**Task to carry out**
Your task is to copy every line of the records below that contains "HashMap".

**Supplied records**
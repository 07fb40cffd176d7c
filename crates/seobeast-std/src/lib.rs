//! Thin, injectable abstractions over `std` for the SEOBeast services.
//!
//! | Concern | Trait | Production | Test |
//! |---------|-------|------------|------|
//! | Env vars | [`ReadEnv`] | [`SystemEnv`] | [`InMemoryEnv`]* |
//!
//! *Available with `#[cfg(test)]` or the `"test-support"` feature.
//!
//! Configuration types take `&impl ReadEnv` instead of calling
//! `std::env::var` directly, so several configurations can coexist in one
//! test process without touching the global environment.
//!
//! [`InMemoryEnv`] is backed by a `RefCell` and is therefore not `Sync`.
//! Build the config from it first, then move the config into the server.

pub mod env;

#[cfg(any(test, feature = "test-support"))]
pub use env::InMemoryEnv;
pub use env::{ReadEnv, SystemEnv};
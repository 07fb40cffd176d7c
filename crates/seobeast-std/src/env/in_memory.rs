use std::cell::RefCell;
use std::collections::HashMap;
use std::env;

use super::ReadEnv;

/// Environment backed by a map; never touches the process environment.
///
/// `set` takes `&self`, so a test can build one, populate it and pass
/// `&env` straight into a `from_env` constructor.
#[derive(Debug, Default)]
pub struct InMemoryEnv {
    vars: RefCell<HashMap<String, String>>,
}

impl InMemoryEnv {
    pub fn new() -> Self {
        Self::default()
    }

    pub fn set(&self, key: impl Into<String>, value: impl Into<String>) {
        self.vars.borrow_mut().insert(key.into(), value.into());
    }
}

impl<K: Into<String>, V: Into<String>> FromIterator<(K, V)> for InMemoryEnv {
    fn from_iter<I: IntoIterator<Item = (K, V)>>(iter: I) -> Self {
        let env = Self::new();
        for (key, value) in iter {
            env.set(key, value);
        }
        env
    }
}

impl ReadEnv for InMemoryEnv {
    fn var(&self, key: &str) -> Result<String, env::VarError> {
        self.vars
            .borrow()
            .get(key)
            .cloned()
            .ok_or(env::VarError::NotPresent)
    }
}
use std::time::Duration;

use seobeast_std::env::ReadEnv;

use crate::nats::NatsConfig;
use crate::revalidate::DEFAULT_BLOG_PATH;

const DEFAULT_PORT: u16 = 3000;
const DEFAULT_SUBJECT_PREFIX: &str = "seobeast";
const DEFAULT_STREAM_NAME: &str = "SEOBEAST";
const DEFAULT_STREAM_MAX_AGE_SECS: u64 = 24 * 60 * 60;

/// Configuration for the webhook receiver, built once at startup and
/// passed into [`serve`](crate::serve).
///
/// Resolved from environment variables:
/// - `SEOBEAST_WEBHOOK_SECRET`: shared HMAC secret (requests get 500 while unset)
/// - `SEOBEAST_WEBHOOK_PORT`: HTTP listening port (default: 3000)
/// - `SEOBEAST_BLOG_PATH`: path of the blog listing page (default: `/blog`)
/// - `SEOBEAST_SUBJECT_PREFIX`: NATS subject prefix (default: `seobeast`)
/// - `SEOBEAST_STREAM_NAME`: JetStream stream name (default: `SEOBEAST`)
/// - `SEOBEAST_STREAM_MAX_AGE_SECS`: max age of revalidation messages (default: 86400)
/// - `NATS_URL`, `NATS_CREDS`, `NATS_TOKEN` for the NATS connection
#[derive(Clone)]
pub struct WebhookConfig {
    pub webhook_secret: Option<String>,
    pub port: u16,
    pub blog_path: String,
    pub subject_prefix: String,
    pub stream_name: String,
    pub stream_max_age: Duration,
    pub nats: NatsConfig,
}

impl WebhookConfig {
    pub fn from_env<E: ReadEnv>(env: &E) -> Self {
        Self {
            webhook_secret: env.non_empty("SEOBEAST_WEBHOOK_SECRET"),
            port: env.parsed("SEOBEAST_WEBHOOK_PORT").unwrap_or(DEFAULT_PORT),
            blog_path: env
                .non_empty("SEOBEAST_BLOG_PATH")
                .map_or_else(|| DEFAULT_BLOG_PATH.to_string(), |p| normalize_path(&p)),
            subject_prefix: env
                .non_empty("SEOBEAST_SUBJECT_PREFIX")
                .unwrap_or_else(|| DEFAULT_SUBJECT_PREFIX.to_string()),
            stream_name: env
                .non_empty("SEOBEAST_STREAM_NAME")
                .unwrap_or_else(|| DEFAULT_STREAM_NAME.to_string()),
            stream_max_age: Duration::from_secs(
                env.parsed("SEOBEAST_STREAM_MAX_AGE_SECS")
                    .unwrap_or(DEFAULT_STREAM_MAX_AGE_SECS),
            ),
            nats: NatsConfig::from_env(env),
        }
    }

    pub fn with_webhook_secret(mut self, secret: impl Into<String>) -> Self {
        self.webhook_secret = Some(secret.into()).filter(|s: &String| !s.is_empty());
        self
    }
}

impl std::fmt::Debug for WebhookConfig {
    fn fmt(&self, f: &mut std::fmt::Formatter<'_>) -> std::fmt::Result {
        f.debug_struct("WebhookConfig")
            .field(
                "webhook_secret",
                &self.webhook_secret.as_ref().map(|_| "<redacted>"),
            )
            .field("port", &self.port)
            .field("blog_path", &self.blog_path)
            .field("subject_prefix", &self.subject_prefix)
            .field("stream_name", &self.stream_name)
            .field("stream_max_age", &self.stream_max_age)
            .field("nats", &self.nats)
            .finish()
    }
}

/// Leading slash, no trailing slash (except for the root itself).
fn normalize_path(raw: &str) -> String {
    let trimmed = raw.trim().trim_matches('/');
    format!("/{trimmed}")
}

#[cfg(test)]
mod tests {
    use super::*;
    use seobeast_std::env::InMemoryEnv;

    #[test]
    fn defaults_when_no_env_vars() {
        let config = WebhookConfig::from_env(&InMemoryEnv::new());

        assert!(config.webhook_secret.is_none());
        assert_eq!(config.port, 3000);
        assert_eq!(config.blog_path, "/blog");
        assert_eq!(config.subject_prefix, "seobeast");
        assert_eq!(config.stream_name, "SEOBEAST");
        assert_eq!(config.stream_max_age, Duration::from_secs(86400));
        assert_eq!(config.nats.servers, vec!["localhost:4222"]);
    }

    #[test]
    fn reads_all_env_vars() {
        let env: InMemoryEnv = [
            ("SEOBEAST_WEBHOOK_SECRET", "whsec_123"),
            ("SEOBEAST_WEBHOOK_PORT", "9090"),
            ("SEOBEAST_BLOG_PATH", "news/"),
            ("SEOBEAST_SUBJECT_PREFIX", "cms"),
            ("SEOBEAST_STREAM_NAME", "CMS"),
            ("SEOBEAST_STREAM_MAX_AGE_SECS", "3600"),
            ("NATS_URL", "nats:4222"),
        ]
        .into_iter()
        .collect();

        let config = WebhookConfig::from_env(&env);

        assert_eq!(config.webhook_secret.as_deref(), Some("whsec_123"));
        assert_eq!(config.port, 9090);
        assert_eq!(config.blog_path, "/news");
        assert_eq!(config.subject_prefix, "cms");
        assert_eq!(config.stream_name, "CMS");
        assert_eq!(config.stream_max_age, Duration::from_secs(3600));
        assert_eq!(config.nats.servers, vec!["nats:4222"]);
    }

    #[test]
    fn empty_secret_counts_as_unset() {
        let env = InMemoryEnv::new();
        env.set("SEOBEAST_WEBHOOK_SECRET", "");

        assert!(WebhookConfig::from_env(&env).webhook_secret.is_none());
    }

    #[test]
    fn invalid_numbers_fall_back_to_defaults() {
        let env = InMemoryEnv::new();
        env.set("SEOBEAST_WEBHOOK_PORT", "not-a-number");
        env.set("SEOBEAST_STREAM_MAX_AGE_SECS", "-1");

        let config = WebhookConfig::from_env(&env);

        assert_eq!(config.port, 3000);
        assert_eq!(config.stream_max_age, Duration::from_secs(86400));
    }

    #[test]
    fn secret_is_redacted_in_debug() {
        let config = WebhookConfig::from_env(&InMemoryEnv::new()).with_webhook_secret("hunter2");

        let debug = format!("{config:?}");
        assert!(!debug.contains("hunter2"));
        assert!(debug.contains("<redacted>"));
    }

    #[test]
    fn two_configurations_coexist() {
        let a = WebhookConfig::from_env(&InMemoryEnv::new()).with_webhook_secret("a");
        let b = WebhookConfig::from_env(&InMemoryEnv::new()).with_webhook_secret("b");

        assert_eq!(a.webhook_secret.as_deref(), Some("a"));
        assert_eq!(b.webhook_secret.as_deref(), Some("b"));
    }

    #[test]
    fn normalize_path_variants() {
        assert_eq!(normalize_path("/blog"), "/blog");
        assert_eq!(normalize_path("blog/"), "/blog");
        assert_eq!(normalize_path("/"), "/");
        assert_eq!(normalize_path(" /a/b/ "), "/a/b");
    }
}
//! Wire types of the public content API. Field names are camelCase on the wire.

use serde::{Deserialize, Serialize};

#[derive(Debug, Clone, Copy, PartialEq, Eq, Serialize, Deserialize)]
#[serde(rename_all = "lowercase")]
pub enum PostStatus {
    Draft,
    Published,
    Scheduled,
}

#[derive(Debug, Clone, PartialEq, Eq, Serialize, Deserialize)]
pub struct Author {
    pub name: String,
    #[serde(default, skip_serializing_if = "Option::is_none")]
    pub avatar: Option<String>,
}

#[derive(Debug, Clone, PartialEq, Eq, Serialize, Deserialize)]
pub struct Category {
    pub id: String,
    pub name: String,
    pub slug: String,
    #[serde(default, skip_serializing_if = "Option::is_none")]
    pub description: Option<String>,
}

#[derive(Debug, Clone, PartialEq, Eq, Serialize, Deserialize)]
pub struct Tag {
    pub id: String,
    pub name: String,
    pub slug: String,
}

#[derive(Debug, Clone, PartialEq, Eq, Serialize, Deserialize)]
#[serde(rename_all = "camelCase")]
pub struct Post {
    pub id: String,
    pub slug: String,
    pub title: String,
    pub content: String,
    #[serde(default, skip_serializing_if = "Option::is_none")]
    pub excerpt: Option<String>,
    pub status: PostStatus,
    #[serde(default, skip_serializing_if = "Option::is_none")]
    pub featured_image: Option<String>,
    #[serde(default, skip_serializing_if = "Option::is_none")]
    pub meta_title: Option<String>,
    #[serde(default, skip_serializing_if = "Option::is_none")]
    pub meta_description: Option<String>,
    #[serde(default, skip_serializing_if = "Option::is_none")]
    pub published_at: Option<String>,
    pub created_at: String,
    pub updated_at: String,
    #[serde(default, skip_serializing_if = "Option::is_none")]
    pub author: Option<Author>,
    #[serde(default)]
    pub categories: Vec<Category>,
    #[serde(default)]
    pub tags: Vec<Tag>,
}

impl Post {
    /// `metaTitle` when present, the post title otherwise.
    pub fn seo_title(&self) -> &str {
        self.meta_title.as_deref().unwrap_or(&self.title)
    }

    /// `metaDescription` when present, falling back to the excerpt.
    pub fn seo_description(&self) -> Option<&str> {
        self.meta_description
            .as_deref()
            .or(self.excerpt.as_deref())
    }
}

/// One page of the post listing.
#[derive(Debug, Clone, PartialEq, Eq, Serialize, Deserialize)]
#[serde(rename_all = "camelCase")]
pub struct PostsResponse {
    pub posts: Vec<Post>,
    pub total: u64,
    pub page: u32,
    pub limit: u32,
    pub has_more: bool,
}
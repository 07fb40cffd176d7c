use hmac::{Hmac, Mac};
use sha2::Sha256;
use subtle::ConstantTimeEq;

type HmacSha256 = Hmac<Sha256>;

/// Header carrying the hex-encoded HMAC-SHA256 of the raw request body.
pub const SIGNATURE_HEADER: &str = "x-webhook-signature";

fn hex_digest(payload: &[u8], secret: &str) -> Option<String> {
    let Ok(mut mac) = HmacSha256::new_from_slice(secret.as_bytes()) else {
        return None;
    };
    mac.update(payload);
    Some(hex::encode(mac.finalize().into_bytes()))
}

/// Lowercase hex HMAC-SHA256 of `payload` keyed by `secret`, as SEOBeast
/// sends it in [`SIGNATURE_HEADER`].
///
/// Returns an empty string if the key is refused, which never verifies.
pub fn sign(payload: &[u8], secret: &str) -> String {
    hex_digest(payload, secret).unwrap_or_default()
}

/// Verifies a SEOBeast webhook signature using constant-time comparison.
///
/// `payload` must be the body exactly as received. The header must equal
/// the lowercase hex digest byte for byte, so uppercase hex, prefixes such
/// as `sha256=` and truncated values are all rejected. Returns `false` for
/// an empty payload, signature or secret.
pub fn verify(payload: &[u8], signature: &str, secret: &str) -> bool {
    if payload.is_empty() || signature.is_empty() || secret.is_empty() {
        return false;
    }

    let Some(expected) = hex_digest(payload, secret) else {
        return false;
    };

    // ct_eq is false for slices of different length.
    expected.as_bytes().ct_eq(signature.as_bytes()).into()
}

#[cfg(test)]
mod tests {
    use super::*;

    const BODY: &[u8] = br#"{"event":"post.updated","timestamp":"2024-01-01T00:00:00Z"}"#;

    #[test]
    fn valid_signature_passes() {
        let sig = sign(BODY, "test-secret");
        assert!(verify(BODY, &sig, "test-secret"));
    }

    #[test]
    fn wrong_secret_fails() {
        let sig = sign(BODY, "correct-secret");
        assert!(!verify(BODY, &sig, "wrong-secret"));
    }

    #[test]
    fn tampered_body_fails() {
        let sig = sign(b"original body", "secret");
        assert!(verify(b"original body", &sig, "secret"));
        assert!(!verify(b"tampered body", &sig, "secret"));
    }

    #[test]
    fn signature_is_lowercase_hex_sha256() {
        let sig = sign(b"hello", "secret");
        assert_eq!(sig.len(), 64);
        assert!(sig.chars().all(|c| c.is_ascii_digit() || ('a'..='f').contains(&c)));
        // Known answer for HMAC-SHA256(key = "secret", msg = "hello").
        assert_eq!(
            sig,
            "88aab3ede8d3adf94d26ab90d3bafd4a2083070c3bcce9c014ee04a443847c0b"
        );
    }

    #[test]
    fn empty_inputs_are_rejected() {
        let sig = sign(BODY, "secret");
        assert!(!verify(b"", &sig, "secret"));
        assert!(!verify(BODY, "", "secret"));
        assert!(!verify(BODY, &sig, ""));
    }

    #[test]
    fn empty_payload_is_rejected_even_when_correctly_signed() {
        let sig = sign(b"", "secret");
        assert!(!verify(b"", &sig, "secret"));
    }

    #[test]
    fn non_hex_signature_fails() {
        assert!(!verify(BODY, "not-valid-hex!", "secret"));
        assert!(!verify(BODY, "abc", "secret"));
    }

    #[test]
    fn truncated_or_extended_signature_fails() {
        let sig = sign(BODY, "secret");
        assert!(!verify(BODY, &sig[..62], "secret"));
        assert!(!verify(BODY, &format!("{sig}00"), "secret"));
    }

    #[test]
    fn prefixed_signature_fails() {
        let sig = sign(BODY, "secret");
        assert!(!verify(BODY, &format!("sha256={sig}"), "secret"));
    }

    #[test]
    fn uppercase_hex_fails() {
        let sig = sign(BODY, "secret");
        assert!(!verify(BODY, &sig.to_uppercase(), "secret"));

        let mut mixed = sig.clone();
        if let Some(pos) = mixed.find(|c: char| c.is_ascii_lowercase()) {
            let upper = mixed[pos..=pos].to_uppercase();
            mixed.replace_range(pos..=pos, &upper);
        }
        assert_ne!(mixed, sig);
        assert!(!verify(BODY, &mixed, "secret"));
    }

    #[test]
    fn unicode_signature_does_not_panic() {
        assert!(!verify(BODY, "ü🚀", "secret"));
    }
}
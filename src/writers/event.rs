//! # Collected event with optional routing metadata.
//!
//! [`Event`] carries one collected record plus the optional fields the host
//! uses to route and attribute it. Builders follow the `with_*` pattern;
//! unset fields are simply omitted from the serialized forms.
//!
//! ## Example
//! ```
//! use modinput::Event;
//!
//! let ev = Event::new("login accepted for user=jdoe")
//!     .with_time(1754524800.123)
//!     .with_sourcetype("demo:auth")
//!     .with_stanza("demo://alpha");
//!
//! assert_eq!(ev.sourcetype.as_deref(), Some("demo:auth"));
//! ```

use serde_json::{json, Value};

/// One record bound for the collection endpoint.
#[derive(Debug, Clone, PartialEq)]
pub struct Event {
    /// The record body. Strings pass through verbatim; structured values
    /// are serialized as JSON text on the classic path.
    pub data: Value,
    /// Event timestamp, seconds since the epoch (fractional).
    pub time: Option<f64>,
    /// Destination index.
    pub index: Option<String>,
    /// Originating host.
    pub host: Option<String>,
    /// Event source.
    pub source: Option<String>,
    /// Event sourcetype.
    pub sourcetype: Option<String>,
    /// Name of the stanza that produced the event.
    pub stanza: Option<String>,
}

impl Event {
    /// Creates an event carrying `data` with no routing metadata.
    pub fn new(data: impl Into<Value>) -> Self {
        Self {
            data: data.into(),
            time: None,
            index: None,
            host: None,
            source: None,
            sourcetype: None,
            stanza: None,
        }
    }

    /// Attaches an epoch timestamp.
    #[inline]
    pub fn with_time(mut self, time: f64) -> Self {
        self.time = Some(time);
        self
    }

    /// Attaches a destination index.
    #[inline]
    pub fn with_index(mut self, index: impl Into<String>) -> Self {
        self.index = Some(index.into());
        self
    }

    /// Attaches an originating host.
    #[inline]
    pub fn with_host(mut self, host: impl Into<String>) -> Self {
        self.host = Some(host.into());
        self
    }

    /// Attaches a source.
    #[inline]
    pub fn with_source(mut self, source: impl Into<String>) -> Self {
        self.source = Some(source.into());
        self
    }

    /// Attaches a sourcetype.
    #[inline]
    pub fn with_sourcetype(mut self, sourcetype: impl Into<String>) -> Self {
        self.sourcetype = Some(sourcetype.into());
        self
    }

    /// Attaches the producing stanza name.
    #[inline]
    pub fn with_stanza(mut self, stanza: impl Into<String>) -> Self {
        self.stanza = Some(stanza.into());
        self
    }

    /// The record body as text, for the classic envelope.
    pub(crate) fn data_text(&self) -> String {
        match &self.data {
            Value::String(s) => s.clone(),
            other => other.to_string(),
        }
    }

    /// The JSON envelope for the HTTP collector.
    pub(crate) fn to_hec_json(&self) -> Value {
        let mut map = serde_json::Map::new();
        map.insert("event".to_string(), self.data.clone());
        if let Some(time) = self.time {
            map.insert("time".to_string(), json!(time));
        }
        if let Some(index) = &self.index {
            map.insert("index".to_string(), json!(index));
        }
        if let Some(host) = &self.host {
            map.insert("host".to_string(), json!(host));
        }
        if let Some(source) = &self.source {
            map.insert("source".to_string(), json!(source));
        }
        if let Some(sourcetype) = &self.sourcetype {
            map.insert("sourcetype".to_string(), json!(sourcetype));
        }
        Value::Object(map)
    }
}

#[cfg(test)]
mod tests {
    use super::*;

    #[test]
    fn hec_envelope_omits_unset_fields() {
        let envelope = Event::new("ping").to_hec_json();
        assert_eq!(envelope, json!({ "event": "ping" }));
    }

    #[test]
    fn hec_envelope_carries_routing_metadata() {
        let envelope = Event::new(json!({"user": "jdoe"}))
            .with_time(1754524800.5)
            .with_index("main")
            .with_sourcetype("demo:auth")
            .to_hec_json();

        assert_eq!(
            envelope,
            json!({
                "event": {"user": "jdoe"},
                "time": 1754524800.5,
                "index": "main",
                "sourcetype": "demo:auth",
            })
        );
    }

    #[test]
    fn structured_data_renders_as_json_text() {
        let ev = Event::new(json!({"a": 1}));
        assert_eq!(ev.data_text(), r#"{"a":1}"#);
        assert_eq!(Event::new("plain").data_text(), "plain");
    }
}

**Task response**
use std::collections::HashMap;
    vars: RefCell<HashMap<String, String>>,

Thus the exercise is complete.